Task brief:
Report the number of lines in the data below where the string "Result" shows up, and only that number.

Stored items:

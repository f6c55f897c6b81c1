use hexwin::{ObjectId, ObjectKind, Painter, Point, PointerEvent, Rect, Size, WinObject};

/// Transparent wrapper around one owned object.
///
/// Every capability call, identity included, is forwarded to the wrapped
/// object, so a container is indistinguishable from its content to layouts
/// and to the window manager.
pub struct Container {
    inner: Box<dyn WinObject>,
}

impl Container {
    pub fn new(inner: impl WinObject) -> Self {
        Self::from_boxed(Box::new(inner))
    }

    pub fn from_boxed(inner: Box<dyn WinObject>) -> Self {
        Self { inner }
    }

    pub fn inner(&self) -> &dyn WinObject {
        self.inner.as_ref()
    }

    pub fn inner_mut(&mut self) -> &mut dyn WinObject {
        self.inner.as_mut()
    }

    /// Typed access to the wrapped object
    pub fn inner_as<T: WinObject>(&self) -> Option<&T> {
        self.inner().downcast_ref::<T>()
    }

    pub fn inner_as_mut<T: WinObject>(&mut self) -> Option<&mut T> {
        self.inner_mut().downcast_mut::<T>()
    }

    pub fn into_inner(self) -> Box<dyn WinObject> {
        self.inner
    }
}

impl WinObject for Container {
    fn id(&self) -> ObjectId {
        self.inner.id()
    }

    fn kind(&self) -> ObjectKind {
        self.inner.kind()
    }

    fn rect(&self) -> Rect {
        self.inner.rect()
    }

    fn get_dimensions(&self, constraint: Size) -> Size {
        self.inner.get_dimensions(constraint)
    }

    fn set_dimensions(&mut self, size: Size) {
        self.inner.set_dimensions(size);
    }

    fn position(&self) -> Point {
        self.inner.position()
    }

    fn set_position(&mut self, pos: Point) {
        self.inner.set_position(pos);
    }

    fn draw(&self, painter: &mut dyn Painter) {
        self.inner.draw(painter);
    }

    fn handle_event(&mut self, event: &PointerEvent) -> Option<ObjectId> {
        self.inner.handle_event(event)
    }

    fn child_count(&self) -> usize {
        self.inner.child_count()
    }

    fn child(&self, index: usize) -> Option<&dyn WinObject> {
        self.inner.child(index)
    }

    fn child_mut(&mut self, index: usize) -> Option<&mut dyn WinObject> {
        self.inner.child_mut(index)
    }
}
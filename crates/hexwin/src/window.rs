use crate::color::{palette, Color};
use crate::draw::Painter;
use crate::events::PointerEvent;
use crate::layout::BoxLayout;
use crate::object::{ObjectId, ObjectKind, WinObject};
use crate::primitives::{Point, Rect, Size};

/// Top-level window, optionally holding the root layout of a widget tree
pub struct Window {
    id: ObjectId,
    rect: Rect,
    layout: Option<BoxLayout>,
    background: Color,
    frame: Color,
}

impl Window {
    /// Create a window with the given size at the origin
    pub fn new(w: i32, h: i32) -> Self {
        Self {
            id: ObjectId::next(),
            rect: Rect::new(0, 0, w, h),
            layout: None,
            background: palette::BASE,
            frame: palette::WHITE,
        }
    }

    /// Attach the root layout (builder style)
    pub fn with_layout(mut self, layout: BoxLayout) -> Self {
        self.set_layout(layout);
        self
    }

    /// Place the window (builder style)
    pub fn at(mut self, x: i32, y: i32) -> Self {
        self.set_position(Point::new(x, y));
        self
    }

    pub fn with_background(mut self, color: Color) -> Self {
        self.background = color;
        self
    }

    pub fn with_frame(mut self, color: Color) -> Self {
        self.frame = color;
        self
    }

    /// Replace the root layout and lay it out over the whole window
    pub fn set_layout(&mut self, mut layout: BoxLayout) -> Option<BoxLayout> {
        layout.set_dimensions(self.rect.size());
        layout.set_position(self.rect.origin());
        self.layout.replace(layout)
    }

    pub fn layout(&self) -> Option<&BoxLayout> {
        self.layout.as_ref()
    }

    pub fn layout_mut(&mut self) -> Option<&mut BoxLayout> {
        self.layout.as_mut()
    }
}

impl WinObject for Window {
    fn id(&self) -> ObjectId {
        self.id
    }

    fn kind(&self) -> ObjectKind {
        ObjectKind::Window
    }

    fn rect(&self) -> Rect {
        self.rect
    }

    fn get_dimensions(&self, constraint: Size) -> Size {
        match &self.layout {
            Some(layout) => layout.get_dimensions(constraint),
            None => constraint,
        }
    }

    fn set_dimensions(&mut self, size: Size) {
        self.rect.w = size.w;
        self.rect.h = size.h;
        if let Some(layout) = &mut self.layout {
            layout.set_dimensions(size);
        }
    }

    fn set_position(&mut self, pos: Point) {
        self.rect.x = pos.x;
        self.rect.y = pos.y;
        if let Some(layout) = &mut self.layout {
            layout.set_position(pos);
        }
    }

    fn draw(&self, painter: &mut dyn Painter) {
        painter.set_clip(Some(self.rect));
        painter.set_color(self.background);
        painter.fill_rect(self.rect);
        if let Some(layout) = &self.layout {
            layout.draw(painter);
        }
        painter.set_color(self.frame);
        painter.stroke_rect(self.rect);
        painter.set_clip(None);
    }

    fn handle_event(&mut self, event: &PointerEvent) -> Option<ObjectId> {
        if !self.rect.contains(event.pos()) {
            return None;
        }
        self.layout.as_mut()?.handle_event(event)
    }

    fn child_count(&self) -> usize {
        usize::from(self.layout.is_some())
    }

    fn child(&self, index: usize) -> Option<&dyn WinObject> {
        match index {
            0 => self.layout.as_ref().map(|layout| layout as &dyn WinObject),
            _ => None,
        }
    }

    fn child_mut(&mut self, index: usize) -> Option<&mut dyn WinObject> {
        match index {
            0 => self
                .layout
                .as_mut()
                .map(|layout| layout as &mut dyn WinObject),
            _ => None,
        }
    }
}
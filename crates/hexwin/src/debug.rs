use crate::color::palette;
use crate::draw::Painter;
use crate::layout::BoxLayout;
use crate::object::{find_object, visit_objects, ObjectId, ObjectKind, WinObject};
use hexwin_macros::WithBuilders;

/// Configuration for the debug overlay drawn on top of all windows
#[derive(Clone, Copy, Debug, Default, PartialEq, Eq, WithBuilders)]
pub struct DebugOptions {
    /// Outline every object's assigned rectangle (green)
    pub show_bounds: bool,
    /// Outline every layout slot (magenta)
    pub show_slots: bool,
    /// Outline the object currently holding capture (red)
    pub show_capture: bool,
}

impl DebugOptions {
    /// Create debug options with nothing enabled
    pub const fn none() -> Self {
        Self {
            show_bounds: false,
            show_slots: false,
            show_capture: false,
        }
    }

    /// Create debug options with all visualizations enabled
    pub const fn all() -> Self {
        Self {
            show_bounds: true,
            show_slots: true,
            show_capture: true,
        }
    }

    /// Check if any debug visualization is enabled
    pub const fn is_enabled(&self) -> bool {
        self.show_bounds || self.show_slots || self.show_capture
    }
}

/// Draw the overlay for one window tree
pub(crate) fn draw_overlay(
    options: &DebugOptions,
    root: &dyn WinObject,
    captured: Option<ObjectId>,
    painter: &mut dyn Painter,
) {
    if options.show_bounds {
        painter.set_color(palette::DEBUG_BOUNDS);
        visit_objects(root, &mut |object| painter.stroke_rect(object.rect()));
    }

    if options.show_slots {
        painter.set_color(palette::DEBUG_SLOTS);
        visit_objects(root, &mut |object| {
            if object.kind() != ObjectKind::Layout {
                return;
            }
            if let Some(layout) = object.downcast_ref::<BoxLayout>() {
                for entry in layout.entries() {
                    painter.stroke_rect(entry.slot());
                }
            }
        });
    }

    if options.show_capture {
        if let Some(object) = captured.and_then(|id| find_object(root, id)) {
            painter.set_color(palette::DEBUG_CAPTURE);
            painter.stroke_rect(object.rect());
        }
    }
}
//! Skill table value object.
//!
//! A mapping of skill name to points. Every write is validated so a table can
//! never hold a negative or non-integer value.

use serde::{Deserialize, Serialize};
use serde_json::Value;
use std::collections::BTreeMap;

use crate::error::DomainError;

/// Skill name that is always present in generated tables.
pub const CREDIT_RATING: &str = "credit rating";
/// Skill whose default follows dexterity.
pub const DODGE: &str = "dodge";
/// Skill whose default follows education.
pub const OWN_LANGUAGE: &str = "language (own)";

/// Skill name to non-negative points.
#[derive(Debug, Clone, PartialEq, Eq, Default, Serialize, Deserialize)]
#[serde(try_from = "BTreeMap<String, i64>", into = "BTreeMap<String, u32>")]
pub struct SkillTable(BTreeMap<String, u32>);

impl SkillTable {
    pub fn new() -> Self {
        Self::default()
    }

    /// Build a table from a loosely typed JSON payload.
    ///
    /// # Errors
    ///
    /// - `SkillsNotAMapping` if `value` is not an object
    /// - `InvalidSkillValue` if an entry is not an integer
    /// - `SkillBelowZero` if an entry is negative
    pub fn from_json(value: &Value) -> Result<Self, DomainError> {
        let Value::Object(entries) = value else {
            return Err(DomainError::SkillsNotAMapping(value.to_string()));
        };

        let mut table = Self::new();
        for (skill, points) in entries {
            let points = points
                .as_i64()
                .ok_or_else(|| DomainError::InvalidSkillValue {
                    skill: skill.clone(),
                    value: points.to_string(),
                })?;
            table.insert(skill.clone(), points)?;
        }
        Ok(table)
    }

    /// Insert a raw value, rejecting negatives.
    pub fn insert(&mut self, skill: impl Into<String>, points: i64) -> Result<(), DomainError> {
        let skill = skill.into();
        if points < 0 {
            return Err(DomainError::SkillBelowZero {
                skill,
                value: points,
            });
        }
        let points = u32::try_from(points).map_err(|_| DomainError::InvalidSkillValue {
            skill: skill.clone(),
            value: points.to_string(),
        })?;
        self.0.insert(skill, points);
        Ok(())
    }

    /// Insert an already validated value.
    pub fn set(&mut self, skill: impl Into<String>, points: u32) {
        self.0.insert(skill.into(), points);
    }

    /// Insert `points` only when the skill is absent.
    pub fn set_default(&mut self, skill: impl Into<String>, points: u32) {
        self.0.entry(skill.into()).or_insert(points);
    }

    /// Add points to an existing skill. Absent skills start from zero.
    pub fn add(&mut self, skill: &str, points: u32) {
        let entry = self.0.entry(skill.to_string()).or_insert(0);
        *entry = entry.saturating_add(points);
    }

    pub fn get(&self, skill: &str) -> Option<u32> {
        self.0.get(skill).copied()
    }

    pub fn contains(&self, skill: &str) -> bool {
        self.0.contains_key(skill)
    }

    pub fn remove(&mut self, skill: &str) -> Option<u32> {
        self.0.remove(skill)
    }

    pub fn len(&self) -> usize {
        self.0.len()
    }

    pub fn is_empty(&self) -> bool {
        self.0.is_empty()
    }

    /// Sum of all points in the table.
    pub fn total(&self) -> u64 {
        self.0.values().map(|v| u64::from(*v)).sum()
    }

    pub fn iter(&self) -> impl Iterator<Item = (&str, u32)> {
        self.0.iter().map(|(k, v)| (k.as_str(), *v))
    }

    pub fn retain(&mut self, mut keep: impl FnMut(&str, u32) -> bool) {
        self.0.retain(|k, v| keep(k, *v));
    }
}

impl TryFrom<BTreeMap<String, i64>> for SkillTable {
    type Error = DomainError;

    fn try_from(entries: BTreeMap<String, i64>) -> Result<Self, Self::Error> {
        let mut table = Self::new();
        for (skill, points) in entries {
            table.insert(skill, points)?;
        }
        Ok(table)
    }
}

impl From<SkillTable> for BTreeMap<String, u32> {
    fn from(table: SkillTable) -> Self {
        table.0
    }
}

impl FromIterator<(String, u32)> for SkillTable {
    fn from_iter<I: IntoIterator<Item = (String, u32)>>(iter: I) -> Self {
        Self(iter.into_iter().collect())
    }
}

Task response:
3